Yes you are right. I apologize for not responding sooner , I planned but they slipped away in the confusion.
I did look up the Taylor expansion and it is exacty as you said but is a different thing than the sources I quoted. Every source and also GeorgeDishman and Russ_Waters seem to agree that the tangent comes directly from the derivation to the limit and is exact.
I may be mistaken but in a way it doesn't matter as I came into this with the understanding I had gotten from Minkowski diagrams of accelerating systems that the tangent was exact so that was never a question.
So my interpretation of the statement that "the tangent is an approximation of the values of the curve near the exact point" , is with the understanding that the line is exact and the point of congruency is exact. I explicitely stated this in an earlier post.
And that the tangent was also congruent with the ICMIF at that point.
Thanks

russ_watters

Where did I say that?!!

Perhaps the issue here is you are confusing "a line" with "the slope of a line"?

DaleSpam

The tangent line is:
[tex]f(x_0)+f'(x_0)(x-x_0)\ne f'(x)[/tex]

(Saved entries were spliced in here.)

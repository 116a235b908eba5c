//! Command-recording paint context
//!
//! [`RecordingContext`] keeps the same persistent state a real surface would
//! but, instead of rasterizing, appends every call to a command log. Seeded
//! tools replay identical logs, which makes it the backend for golden tests
//! and for hosts that forward draw calls to a canvas of their own.

use serde::{Deserialize, Serialize};

use crate::context::{DrawState, PaintContext};
use crate::types::{CompositeMode, LineCap, LineJoin, Point, Rgba};

/// One recorded paint-context call
#[derive(Debug, Clone, PartialEq, Serialize, Deserialize)]
#[serde(tag = "op", rename_all = "snake_case")]
pub enum DrawCommand {
    BeginPath,
    ClosePath,
    MoveTo { point: Point },
    LineTo { point: Point },
    QuadraticCurveTo { control: Point, to: Point },
    Stroke,
    Fill,
    FillRect { x: f32, y: f32, width: f32, height: f32 },
    SetStrokeStyle { color: Rgba },
    SetFillStyle { color: Rgba },
    SetLineWidth { width: f32 },
    SetLineCap { cap: LineCap },
    SetLineJoin { join: LineJoin },
    SetGlobalAlpha { alpha: f32 },
    SetComposite { mode: CompositeMode },
    SetShadowColor { color: Rgba },
    SetShadowBlur { blur: f32 },
}

/// Paint context that records calls instead of drawing
#[derive(Debug, Clone, Default)]
pub struct RecordingContext {
    state: DrawState,
    commands: Vec<DrawCommand>,
}

impl RecordingContext {
    pub fn new() -> Self {
        Self::default()
    }

    /// All calls recorded so far
    pub fn commands(&self) -> &[DrawCommand] {
        &self.commands
    }

    /// Take the recorded calls, leaving the state untouched
    pub fn take_commands(&mut self) -> Vec<DrawCommand> {
        std::mem::take(&mut self.commands)
    }

    /// Number of `stroke()` calls recorded
    pub fn stroke_count(&self) -> usize {
        self.count(|c| matches!(c, DrawCommand::Stroke))
    }

    /// Number of `fill()` calls recorded
    pub fn fill_count(&self) -> usize {
        self.count(|c| matches!(c, DrawCommand::Fill))
    }

    pub fn count(&self, predicate: impl Fn(&DrawCommand) -> bool) -> usize {
        self.commands.iter().filter(|c| predicate(c)).count()
    }

    /// Serialize the log as JSON (for golden files)
    pub fn to_json(&self) -> serde_json::Result<String> {
        serde_json::to_string_pretty(&self.commands)
    }

    fn push(&mut self, command: DrawCommand) {
        self.commands.push(command);
    }
}

impl PaintContext for RecordingContext {
    fn begin_path(&mut self) {
        self.push(DrawCommand::BeginPath);
    }

    fn close_path(&mut self) {
        self.push(DrawCommand::ClosePath);
    }

    fn move_to(&mut self, point: Point) {
        self.push(DrawCommand::MoveTo { point });
    }

    fn line_to(&mut self, point: Point) {
        self.push(DrawCommand::LineTo { point });
    }

    fn quadratic_curve_to(&mut self, control: Point, to: Point) {
        self.push(DrawCommand::QuadraticCurveTo { control, to });
    }

    fn stroke(&mut self) {
        self.push(DrawCommand::Stroke);
    }

    fn fill(&mut self) {
        self.push(DrawCommand::Fill);
    }

    fn fill_rect(&mut self, x: f32, y: f32, width: f32, height: f32) {
        self.push(DrawCommand::FillRect { x, y, width, height });
    }

    fn state(&self) -> &DrawState {
        &self.state
    }

    fn state_mut(&mut self) -> &mut DrawState {
        &mut self.state
    }

    fn set_stroke_style(&mut self, color: Rgba) {
        self.state.stroke_style = color;
        self.push(DrawCommand::SetStrokeStyle { color });
    }

    fn set_fill_style(&mut self, color: Rgba) {
        self.state.fill_style = color;
        self.push(DrawCommand::SetFillStyle { color });
    }

    fn set_line_width(&mut self, width: f32) {
        if width > 0.0 && width.is_finite() {
            self.state.line_width = width;
            self.push(DrawCommand::SetLineWidth { width });
        }
    }

    fn set_line_cap(&mut self, cap: LineCap) {
        self.state.line_cap = cap;
        self.push(DrawCommand::SetLineCap { cap });
    }

    fn set_line_join(&mut self, join: LineJoin) {
        self.state.line_join = join;
        self.push(DrawCommand::SetLineJoin { join });
    }

    fn set_global_alpha(&mut self, alpha: f32) {
        if (0.0..=1.0).contains(&alpha) {
            self.state.global_alpha = alpha;
            self.push(DrawCommand::SetGlobalAlpha { alpha });
        }
    }

    fn set_composite(&mut self, mode: CompositeMode) {
        self.state.composite = mode;
        self.push(DrawCommand::SetComposite { mode });
    }

    fn set_shadow_color(&mut self, color: Rgba) {
        self.state.shadow_color = color;
        self.push(DrawCommand::SetShadowColor { color });
    }

    fn set_shadow_blur(&mut self, blur: f32) {
        if blur >= 0.0 && blur.is_finite() {
            self.state.shadow_blur = blur;
            self.push(DrawCommand::SetShadowBlur { blur });
        }
    }
}
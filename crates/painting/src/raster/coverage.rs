//! Anti-aliased coverage masks for strokes and fills

use crate::types::{LineCap, Point};

use super::path::Path;

/// Vertical samples per pixel row when filling
const FILL_SUBSAMPLES: u32 = 4;

/// Per-pixel coverage (0..1) over a rectangle of the surface
#[derive(Debug, Clone, PartialEq)]
pub struct CoverageMask {
    pub x: u32,
    pub y: u32,
    pub width: u32,
    pub height: u32,
    data: Vec<f32>,
}

impl CoverageMask {
    /// Mask over `[min, max]` padded by `margin`, clamped to the surface.
    /// Returns None if the clamped region is empty.
    pub fn covering(min: Point, max: Point, margin: f32, surface: (u32, u32)) -> Option<Self> {
        let clamp = |v: f32, limit: u32| v.max(0.0).min(limit as f32) as u32;
        let x0 = clamp((min.x - margin).floor(), surface.0);
        let y0 = clamp((min.y - margin).floor(), surface.1);
        let x1 = clamp((max.x + margin).ceil(), surface.0);
        let y1 = clamp((max.y + margin).ceil(), surface.1);
        if x0 >= x1 || y0 >= y1 {
            return None;
        }
        let (width, height) = (x1 - x0, y1 - y0);
        Some(Self {
            x: x0,
            y: y0,
            width,
            height,
            data: vec![0.0; (width as usize) * (height as usize)],
        })
    }

    #[inline]
    fn index(&self, px: u32, py: u32) -> Option<usize> {
        if px < self.x || py < self.y || px >= self.x + self.width || py >= self.y + self.height {
            return None;
        }
        Some(((py - self.y) as usize) * (self.width as usize) + (px - self.x) as usize)
    }

    /// Coverage at a surface pixel (0 outside the mask)
    pub fn get(&self, px: u32, py: u32) -> f32 {
        self.index(px, py).map_or(0.0, |i| self.data[i])
    }

    /// Union: keep the larger coverage
    #[inline]
    fn cover_max(&mut self, px: u32, py: u32, value: f32) {
        if let Some(i) = self.index(px, py) {
            let slot = &mut self.data[i];
            *slot = slot.max(value.clamp(0.0, 1.0));
        }
    }

    #[inline]
    fn cover_add(&mut self, px: u32, py: u32, value: f32) {
        if let Some(i) = self.index(px, py) {
            let slot = &mut self.data[i];
            *slot = (*slot + value).min(1.0);
        }
    }

    /// Iterate `(x, y, coverage)` over pixels with non-zero coverage
    pub fn covered(&self) -> impl Iterator<Item = (u32, u32, f32)> + '_ {
        self.data.iter().enumerate().filter(|(_, c)| **c > 0.0).map(|(i, c)| {
            let w = self.width as usize;
            (self.x + (i % w) as u32, self.y + (i / w) as u32, *c)
        })
    }

    pub fn is_blank(&self) -> bool {
        self.data.iter().all(|c| *c <= 0.0)
    }

    /// Soft copy for shadows: the mask grown by `blur` and smoothed with
    /// three box passes (a cheap Gaussian approximation)
    pub fn blurred(&self, blur: f32, surface: (u32, u32)) -> Option<Self> {
        let radius = (blur / 2.0).ceil().max(1.0) as i64;
        let min = Point::new(self.x as f32, self.y as f32);
        let max = Point::new((self.x + self.width) as f32, (self.y + self.height) as f32);
        let mut out = Self::covering(min, max, blur.ceil(), surface)?;
        for (px, py, c) in self.covered() {
            out.cover_max(px, py, c);
        }
        for _ in 0..3 {
            out.box_pass(radius, true);
            out.box_pass(radius, false);
        }
        Some(out)
    }

    fn box_pass(&mut self, radius: i64, horizontal: bool) {
        let (w, h) = (self.width as i64, self.height as i64);
        let (lines, len) = if horizontal { (h, w) } else { (w, h) };
        let at = |line: i64, k: i64| -> usize {
            if horizontal {
                (line * w + k) as usize
            } else {
                (k * w + line) as usize
            }
        };
        let window = (2 * radius + 1) as f32;
        let mut scratch = vec![0.0f32; len as usize];

        for line in 0..lines {
            let mut sum = 0.0;
            for k in -radius..=radius {
                if (0..len).contains(&k) {
                    sum += self.data[at(line, k)];
                }
            }
            for k in 0..len {
                scratch[k as usize] = sum / window;
                let leaving = k - radius;
                let entering = k + radius + 1;
                if (0..len).contains(&leaving) {
                    sum -= self.data[at(line, leaving)];
                }
                if (0..len).contains(&entering) {
                    sum += self.data[at(line, entering)];
                }
            }
            for k in 0..len {
                self.data[at(line, k)] = scratch[k as usize];
            }
        }
    }
}

/// How a segment end is finished
#[derive(Debug, Clone, Copy, PartialEq)]
enum EndStyle {
    Round,
    /// Flat end extended past the endpoint by the given distance
    Flat(f32),
}

impl EndStyle {
    fn for_cap(cap: LineCap, radius: f32) -> Self {
        match cap {
            LineCap::Round => EndStyle::Round,
            LineCap::Butt => EndStyle::Flat(0.0),
            LineCap::Square => EndStyle::Flat(radius),
        }
    }
}

/// Coverage of a stroked path of the given width
///
/// Interior vertices are joined round; the subpath ends use `cap`.
pub fn stroke_coverage(
    path: &Path,
    width: f32,
    cap: LineCap,
    surface: (u32, u32),
) -> Option<CoverageMask> {
    let (min, max) = path.bounds()?;
    let radius = width / 2.0;
    let mut mask = CoverageMask::covering(min, max, radius + 1.0, surface)?;
    let outer = EndStyle::for_cap(cap, radius);

    for subpath in path.flattened() {
        let points = &subpath.points;
        if points.len() < 2 {
            continue;
        }

        let degenerate = points.windows(2).all(|w| w[0] == w[1]);
        if degenerate {
            cover_dot(&mut mask, points[0], radius, cap);
            continue;
        }

        let last = points.len() - 2;
        for (i, w) in points.windows(2).enumerate() {
            let start = if i == 0 && !subpath.closed { outer } else { EndStyle::Round };
            let end = if i == last && !subpath.closed { outer } else { EndStyle::Round };
            cover_segment(&mut mask, w[0], w[1], radius, start, end);
        }
        if subpath.closed && points.len() > 2 {
            cover_segment(
                &mut mask,
                points[points.len() - 1],
                points[0],
                radius,
                EndStyle::Round,
                EndStyle::Round,
            );
        }
    }

    (!mask.is_blank()).then_some(mask)
}

/// A zero-length subpath: a disc for round caps, a square for square caps,
/// nothing for butt caps
fn cover_dot(mask: &mut CoverageMask, center: Point, radius: f32, cap: LineCap) {
    if cap == LineCap::Butt {
        return;
    }
    let (x0, y0, x1, y1) = pixel_span(mask, center, center, radius + 1.0);
    for py in y0..y1 {
        for px in x0..x1 {
            let dx = px as f32 + 0.5 - center.x;
            let dy = py as f32 + 0.5 - center.y;
            let c = match cap {
                LineCap::Square => {
                    edge_aa(radius - dx.abs()) * edge_aa(radius - dy.abs())
                }
                _ => edge_aa(radius - (dx * dx + dy * dy).sqrt()),
            };
            mask.cover_max(px, py, c);
        }
    }
}

fn cover_segment(
    mask: &mut CoverageMask,
    a: Point,
    b: Point,
    radius: f32,
    start: EndStyle,
    end: EndStyle,
) {
    let len = a.distance(b);
    if len <= f32::EPSILON {
        return;
    }
    let (ux, uy) = ((b.x - a.x) / len, (b.y - a.y) / len);
    let (x0, y0, x1, y1) = pixel_span(mask, a, b, radius + 1.0);

    for py in y0..y1 {
        for px in x0..x1 {
            let cx = px as f32 + 0.5 - a.x;
            let cy = py as f32 + 0.5 - a.y;
            // s runs along the segment, n across it
            let s = cx * ux + cy * uy;
            let n = (cy * ux - cx * uy).abs();

            let c = if s < 0.0 {
                match start {
                    EndStyle::Round => edge_aa(radius - (cx * cx + cy * cy).sqrt()),
                    EndStyle::Flat(ext) => edge_aa(radius - n) * edge_aa(s + ext),
                }
            } else if s > len {
                match end {
                    EndStyle::Round => {
                        let (ex, ey) = (px as f32 + 0.5 - b.x, py as f32 + 0.5 - b.y);
                        edge_aa(radius - (ex * ex + ey * ey).sqrt())
                    }
                    EndStyle::Flat(ext) => edge_aa(radius - n) * edge_aa(len + ext - s),
                }
            } else {
                edge_aa(radius - n)
            };

            if c > 0.0 {
                mask.cover_max(px, py, c);
            }
        }
    }
}

/// Coverage of the path's interior under the nonzero winding rule
pub fn fill_coverage(path: &Path, surface: (u32, u32)) -> Option<CoverageMask> {
    let (min, max) = path.bounds()?;
    let mut mask = CoverageMask::covering(min, max, 1.0, surface)?;
    let subpaths = path.flattened();
    let edges: Vec<(Point, Point)> = subpaths
        .iter()
        .flat_map(|subpath| subpath.fill_edges())
        .filter(|(a, b)| a.y != b.y)
        .collect();
    if edges.is_empty() {
        return None;
    }

    let sample_weight = 1.0 / FILL_SUBSAMPLES as f32;
    let mut crossings: Vec<(f32, i32)> = Vec::new();

    for py in mask.y..mask.y + mask.height {
        for k in 0..FILL_SUBSAMPLES {
            let sy = py as f32 + (k as f32 + 0.5) * sample_weight;
            crossings.clear();
            for (a, b) in &edges {
                let (lo, hi) = if a.y < b.y { (a.y, b.y) } else { (b.y, a.y) };
                if sy < lo || sy >= hi {
                    continue;
                }
                let x = a.x + (sy - a.y) * (b.x - a.x) / (b.y - a.y);
                let winding = if b.y > a.y { 1 } else { -1 };
                crossings.push((x, winding));
            }
            crossings.sort_by(|l, r| l.0.total_cmp(&r.0));

            let mut winding = 0;
            let mut span_start = 0.0;
            for &(x, w) in &crossings {
                let was_inside = winding != 0;
                winding += w;
                let inside = winding != 0;
                if !was_inside && inside {
                    span_start = x;
                } else if was_inside && !inside {
                    cover_span(&mut mask, py, span_start, x, sample_weight);
                }
            }
        }
    }

    (!mask.is_blank()).then_some(mask)
}

/// Add exact horizontal overlap of `[x0, x1)` with each pixel of row `py`
fn cover_span(mask: &mut CoverageMask, py: u32, x0: f32, x1: f32, weight: f32) {
    let lo = x0.max(mask.x as f32);
    let hi = x1.min((mask.x + mask.width) as f32);
    if lo >= hi {
        return;
    }
    for px in lo.floor() as u32..hi.ceil() as u32 {
        let overlap = hi.min(px as f32 + 1.0) - lo.max(px as f32);
        if overlap > 0.0 {
            mask.cover_add(px, py, overlap * weight);
        }
    }
}

/// Pixel range (x0, y0, x1, y1) of the segment's box padded by `pad`,
/// clipped to the mask
fn pixel_span(mask: &CoverageMask, a: Point, b: Point, pad: f32) -> (u32, u32, u32, u32) {
    let clip = |v: f32, lo: u32, hi: u32| (v.max(lo as f32).min(hi as f32)) as u32;
    let (mx1, my1) = (mask.x + mask.width, mask.y + mask.height);
    (
        clip((a.x.min(b.x) - pad).floor(), mask.x, mx1),
        clip((a.y.min(b.y) - pad).floor(), mask.y, my1),
        clip((a.x.max(b.x) + pad).ceil(), mask.x, mx1),
        clip((a.y.max(b.y) + pad).ceil(), mask.y, my1),
    )
}

/// One-pixel linear ramp across an edge at signed distance `d` (inside > 0)
#[inline]
fn edge_aa(d: f32) -> f32 {
    (d + 0.5).clamp(0.0, 1.0)
}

Since you are now saying that you believe that the tangent line is also "exact", I really have no idea what you think is inexact. Perhaps you can clarify, and also perhaps clarify what you mean by "exact" (eg exactly what).

Whovian

The slope of the tangent line is exact. We can also find an exact tangent line. It can be used, through first-order Taylor approximation, to approximate the values of the function in question.

What I'm saying is there's no uncertainty in what the tangent line is, but it can be used to approximate stuff with some uncertainty.

GeorgeDishman

The definition of a Taylor Series is quite simple and all sources should give you the same meaning even if differently written:

http://en.wikipedia.org/wiki/Taylor_series

In a post some time back that I can't find at the moment, there was a comment to the effect that if you wanted to approximate a curve with a straight line, the best value for the slope of that line was to make it equal to the value of the derivative at the desired point. There was no implication in the cited source that a derivative was an approximation but possibly some readers might have mistakenly taken it that way.

I have never used the phrase "derivation to the limit" nor would I. What everyone has told you is that the mathematical operation known as a derivative produces a result which has an exact value for a given function. A derivative has nothing to do with any form of derivation.

That is not the impression you gave in post #30 which is probably the root of much of the confusion:

Are we to take it that you now agree with Yuiop's statement in post#28?